→ **Directions for this task**
Only lines containing the string "permissions" belong in the answer; copy all of them from the entries.

→ **Excerpted data**
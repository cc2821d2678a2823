//! Identity resolution
//!
//! Builds the [`Identity`] snapshot the engine decides over: the user
//! record plus every granted role with its permission names, captured
//! at resolution time.

use std::sync::Arc;

use tracing::debug;
use uuid::Uuid;

use warden_rbac::{Identity, Subject};
use warden_store::AccessStore;

use crate::error::{AuthError, AuthResult};

/// Store-backed identity resolver.
///
/// Soft-deleted and deactivated accounts are rejected here, at every
/// resolution point — not only at login. A session that outlives its
/// account stops resolving the moment the account is deleted.
///
/// # Examples
///
/// ```rust,no_run
/// use std::sync::Arc;
/// use warden_auth::IdentityResolver;
/// use warden_store::MemoryStore;
///
/// let resolver = IdentityResolver::new(Arc::new(MemoryStore::new()));
/// ```
pub struct IdentityResolver {
    store: Arc<dyn AccessStore>,
}

impl IdentityResolver {
    /// Create a resolver over the given store.
    pub fn new(store: Arc<dyn AccessStore>) -> Self {
        Self { store }
    }

    /// Resolve a user ID into an identity snapshot.
    ///
    /// # Errors
    ///
    /// - [`AuthError::NotFound`] if the user does not exist
    /// - [`AuthError::AccountDeleted`] for soft-deleted accounts
    /// - [`AuthError::AccountDisabled`] for deactivated accounts
    pub async fn resolve(&self, user_id: Uuid) -> AuthResult<Identity> {
        let user = self.store.user_by_id(user_id).await?;
        self.snapshot(user.id, &user.email, user.is_superuser, user.is_deleted, user.is_active)
            .await
    }

    /// Resolve an email address into an identity snapshot.
    pub async fn resolve_email(&self, email: &str) -> AuthResult<Identity> {
        let user = self.store.user_by_email(email).await?;
        self.snapshot(user.id, &user.email, user.is_superuser, user.is_deleted, user.is_active)
            .await
    }

    async fn snapshot(
        &self,
        user_id: Uuid,
        email: &str,
        is_superuser: bool,
        is_deleted: bool,
        is_active: bool,
    ) -> AuthResult<Identity> {
        if is_deleted {
            return Err(AuthError::AccountDeleted);
        }
        if !is_active {
            return Err(AuthError::AccountDisabled);
        }

        let mut subject = Subject::new(user_id, email);
        if is_superuser {
            subject = subject.superuser();
        }

        for role in self.store.roles_of_user(user_id).await? {
            let permissions = self.store.permissions_of_role(role.id).await?;
            subject = subject.with_grant(role.name, permissions.into_iter().map(|p| p.name));
        }

        debug!(%user_id, grants = subject.grants.len(), "Resolved identity");
        Ok(Identity::Authenticated(subject))
    }
}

→ **Task result**
            let permissions = self.store.permissions_of_role(role.id).await?;
            subject = subject.with_grant(role.name, permissions.into_iter().map(|p| p.name));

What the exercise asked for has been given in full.